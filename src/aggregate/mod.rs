//! League-wide ranking on one metric.
//!
//! The [`Aggregator`] takes a candidate set (normally the resolver's player
//! index for a sport), reads each candidate's stat line through the domain
//! cache, fetching only the misses, and turns the values into a
//! [`Leaderboard`] with competition ranks (1, 2, 2, 4).
//!
//! Order of operations is fixed: rank the full sorted set, then apply the
//! threshold, then the limit. A threshold therefore never renumbers ranks.
//!
//! Per-candidate fetch failures are annotations on the result; only a run
//! where every candidate failed is an error.

use std::cmp::Ordering;
use std::sync::Arc;
use std::time::Duration;

use futures_util::{StreamExt, stream};
use serde::{Deserialize, Serialize};
use tracing::{info, warn};

use crate::cache::{DomainCache, normalize_sport};
use crate::providers::{StatsProvider, bounded};
use crate::query::{QueryPlan, SortOrder, Threshold};
use crate::types::{PlayerRecord, StatLine, canonical_metric, metric_components};
use crate::{Result, StatlineError};

/// Season used when a request names none.
pub const DEFAULT_SEASON: &str = "2024";

/// Aggregation tuning.
#[derive(Debug, Clone)]
pub struct AggregationConfig {
    /// Entries returned when a request sets neither a limit nor a
    /// threshold. Default: 10.
    pub default_limit: usize,
    /// Stat fetches in flight at once. Default: 8.
    pub max_concurrent_fetches: usize,
    /// Bound on each upstream call. Default: 10s.
    pub fetch_timeout: Duration,
    /// Season used when a request names none. Default: `"2024"`.
    pub default_season: String,
}

impl Default for AggregationConfig {
    fn default() -> Self {
        Self {
            default_limit: 10,
            max_concurrent_fetches: 8,
            fetch_timeout: Duration::from_secs(10),
            default_season: DEFAULT_SEASON.to_string(),
        }
    }
}

impl AggregationConfig {
    pub fn new() -> Self {
        Self::default()
    }

    pub fn default_limit(mut self, n: usize) -> Self {
        self.default_limit = n;
        self
    }

    pub fn max_concurrent_fetches(mut self, n: usize) -> Self {
        self.max_concurrent_fetches = n;
        self
    }

    pub fn fetch_timeout(mut self, timeout: Duration) -> Self {
        self.fetch_timeout = timeout;
        self
    }

    pub fn default_season(mut self, season: impl Into<String>) -> Self {
        self.default_season = season.into();
        self
    }
}

/// A ranking request.
///
/// ```rust
/// # use statline::aggregate::LeadersRequest;
/// let request = LeadersRequest::new("NFL", "sacks")
///     .season("2023")
///     .position("DE")
///     .position("LB")
///     .limit(5);
/// ```
#[derive(Debug, Clone, Default, PartialEq, Serialize, Deserialize)]
pub struct LeadersRequest {
    pub sport: String,
    /// Defaults to the configured season.
    #[serde(default)]
    pub season: Option<String>,
    pub metric: String,
    /// Position abbreviations; empty means every position.
    #[serde(default)]
    pub positions: Vec<String>,
    #[serde(default)]
    pub threshold: Option<Threshold>,
    /// Defaults to the configured limit, or no limit when a threshold is
    /// set.
    #[serde(default)]
    pub limit: Option<usize>,
    #[serde(default)]
    pub order: SortOrder,
}

impl LeadersRequest {
    pub fn new(sport: impl Into<String>, metric: impl Into<String>) -> Self {
        Self {
            sport: sport.into(),
            metric: metric.into(),
            ..Self::default()
        }
    }

    /// Build the ranking a classified plan asks for.
    ///
    /// Fails with `InvalidInput` when the plan is not a ranking or names no
    /// metric.
    pub fn from_plan(sport: impl Into<String>, plan: &QueryPlan) -> Result<Self> {
        if !plan.query_type.is_ranking() {
            return Err(StatlineError::InvalidInput(format!(
                "{} is not a ranking query",
                plan.query_type
            )));
        }
        let metric = plan.metrics.first().ok_or_else(|| {
            StatlineError::InvalidInput("ranking query names no metric".to_string())
        })?;
        Ok(Self {
            sport: sport.into(),
            season: plan.filters.season.clone(),
            metric: metric.clone(),
            positions: plan.filters.positions.clone(),
            threshold: plan.filters.threshold,
            limit: plan.filters.limit,
            order: plan.filters.order,
        })
    }

    pub fn season(mut self, season: impl Into<String>) -> Self {
        self.season = Some(season.into());
        self
    }

    pub fn position(mut self, position: impl Into<String>) -> Self {
        self.positions.push(position.into());
        self
    }

    pub fn threshold(mut self, threshold: Threshold) -> Self {
        self.threshold = Some(threshold);
        self
    }

    pub fn limit(mut self, limit: usize) -> Self {
        self.limit = Some(limit);
        self
    }

    /// Rank smallest values first.
    pub fn ascending(mut self) -> Self {
        self.order = SortOrder::Ascending;
        self
    }
}

/// One ranked player.
#[derive(Debug, Clone, PartialEq, Serialize)]
pub struct RankedEntry {
    pub rank: usize,
    pub player: Arc<PlayerRecord>,
    pub value: f64,
}

/// A candidate left out because its stats could not be fetched.
#[derive(Debug, Clone, PartialEq, Serialize)]
pub struct CandidateFailure {
    pub player_id: String,
    pub name: String,
    pub error: String,
}

/// Ranked result of a [`LeadersRequest`].
#[derive(Debug, Clone, PartialEq, Serialize)]
pub struct Leaderboard {
    pub sport: String,
    pub season: String,
    /// Canonical metric name.
    pub metric: String,
    pub order: SortOrder,
    pub entries: Vec<RankedEntry>,
    /// Mean over every candidate with a value, before threshold and limit.
    pub league_average: Option<f64>,
    /// Candidates considered after position filtering.
    pub candidates: usize,
    /// Candidates left out because their fetch failed.
    pub excluded: usize,
    pub failures: Vec<CandidateFailure>,
}

impl Leaderboard {
    /// Whether some candidates were left out.
    pub fn is_partial(&self) -> bool {
        self.excluded > 0
    }
}

/// Fans stat lookups out over candidates and ranks the results.
pub struct Aggregator {
    cache: Arc<DomainCache>,
    provider: Arc<dyn StatsProvider>,
    config: AggregationConfig,
}

impl Aggregator {
    pub fn new(
        cache: Arc<DomainCache>,
        provider: Arc<dyn StatsProvider>,
        config: AggregationConfig,
    ) -> Self {
        Self {
            cache,
            provider,
            config,
        }
    }

    pub fn config(&self) -> &AggregationConfig {
        &self.config
    }

    /// Rank `candidates` on the request's metric.
    pub async fn leaders(
        &self,
        request: &LeadersRequest,
        candidates: &[Arc<PlayerRecord>],
    ) -> Result<Leaderboard> {
        let metric = canonical_metric(&request.metric);
        if metric.is_empty() {
            return Err(StatlineError::InvalidInput("metric is empty".to_string()));
        }
        // a threshold already bounds the result; cutting it further would
        // drop qualifying players
        let limit = match (request.limit, request.threshold) {
            (Some(n), _) => Some(n),
            (None, Some(_)) => None,
            (None, None) => Some(self.config.default_limit),
        };
        if limit == Some(0) {
            return Err(StatlineError::InvalidInput(
                "limit must be positive".to_string(),
            ));
        }
        let sport = normalize_sport(&request.sport);
        let season = request
            .season
            .clone()
            .unwrap_or_else(|| self.config.default_season.clone());
        let positions: Vec<String> = request
            .positions
            .iter()
            .map(|p| p.trim().to_uppercase())
            .collect();
        let components = metric_components(&metric);

        let pool: Vec<Arc<PlayerRecord>> = candidates
            .iter()
            .filter(|p| positions.is_empty() || positions.contains(&p.position.to_uppercase()))
            .cloned()
            .collect();

        let lines: Vec<(Arc<PlayerRecord>, Result<StatLine>)> = stream::iter(pool.iter())
            .map(|player| {
                let (sport, season, components) = (&sport, &season, &components);
                async move {
                    let line = self.stat_line(sport, season, player, components).await;
                    (Arc::clone(player), line)
                }
            })
            .buffer_unordered(self.config.max_concurrent_fetches.max(1))
            .collect()
            .await;

        let mut failures = Vec::new();
        let mut values: Vec<(Arc<PlayerRecord>, f64)> = Vec::new();
        for (player, line) in lines {
            match line {
                Ok(line) => {
                    if let Some(v) = line.value(&metric).filter(|v| v.is_finite()) {
                        values.push((player, v));
                    }
                }
                Err(e) => {
                    warn!(player = %player.id, metric = %metric, error = %e, "excluding candidate");
                    failures.push(CandidateFailure {
                        player_id: player.id.clone(),
                        name: player.name.clone(),
                        error: e.to_string(),
                    });
                }
            }
        }

        if !pool.is_empty() && failures.len() == pool.len() {
            return Err(StatlineError::AggregationFailed {
                failed: failures.len(),
            });
        }

        let league_average = (!values.is_empty())
            .then(|| values.iter().map(|(_, v)| v).sum::<f64>() / values.len() as f64);

        let mut entries = rank(values, request.order);
        if let Some(threshold) = request.threshold {
            entries.retain(|e| threshold.admits(e.value));
        }
        if let Some(limit) = limit {
            entries.truncate(limit);
        }

        info!(
            sport = %sport,
            season = %season,
            metric = %metric,
            candidates = pool.len(),
            ranked = entries.len(),
            failed = failures.len(),
            "built leaderboard"
        );

        Ok(Leaderboard {
            sport,
            season,
            metric,
            order: request.order,
            entries,
            league_average,
            candidates: pool.len(),
            excluded: failures.len(),
            failures,
        })
    }

    /// Stat line for one candidate, cache first.
    async fn stat_line(
        &self,
        sport: &str,
        season: &str,
        player: &PlayerRecord,
        components: &[String],
    ) -> Result<StatLine> {
        if let Some(line) = self.cache.get_stats(sport, &player.id, season, components) {
            return Ok(line);
        }
        let line = bounded(
            "fetch_player_stats",
            self.config.fetch_timeout,
            self.provider
                .fetch_player_stats(sport, &player.id, season, components),
        )
        .await?;
        self.cache
            .set_stats(sport, &player.id, season, components, line.clone());
        Ok(line)
    }
}

/// Sort by value in `order`, then name, then id, and assign competition
/// ranks over the whole sorted set.
pub fn rank(mut values: Vec<(Arc<PlayerRecord>, f64)>, order: SortOrder) -> Vec<RankedEntry> {
    values.sort_by(|(pa, va), (pb, vb)| {
        let by_value = va.partial_cmp(vb).unwrap_or(Ordering::Equal);
        let by_value = match order {
            SortOrder::Descending => by_value.reverse(),
            SortOrder::Ascending => by_value,
        };
        by_value
            .then_with(|| pa.name.cmp(&pb.name))
            .then_with(|| pa.id.cmp(&pb.id))
    });

    let mut entries: Vec<RankedEntry> = Vec::with_capacity(values.len());
    for (i, (player, value)) in values.into_iter().enumerate() {
        let rank = match entries.last() {
            Some(prev) if prev.value == value => prev.rank,
            _ => i + 1,
        };
        entries.push(RankedEntry {
            rank,
            player,
            value,
        });
    }
    entries
}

→ **Work request**: Scan the material for the word "only". Return every line where it is found.

→ **Answer to this task**:
//! cache, fetching only the misses, and turns the values into a
//! Per-candidate fetch failures are annotations on the result; only a run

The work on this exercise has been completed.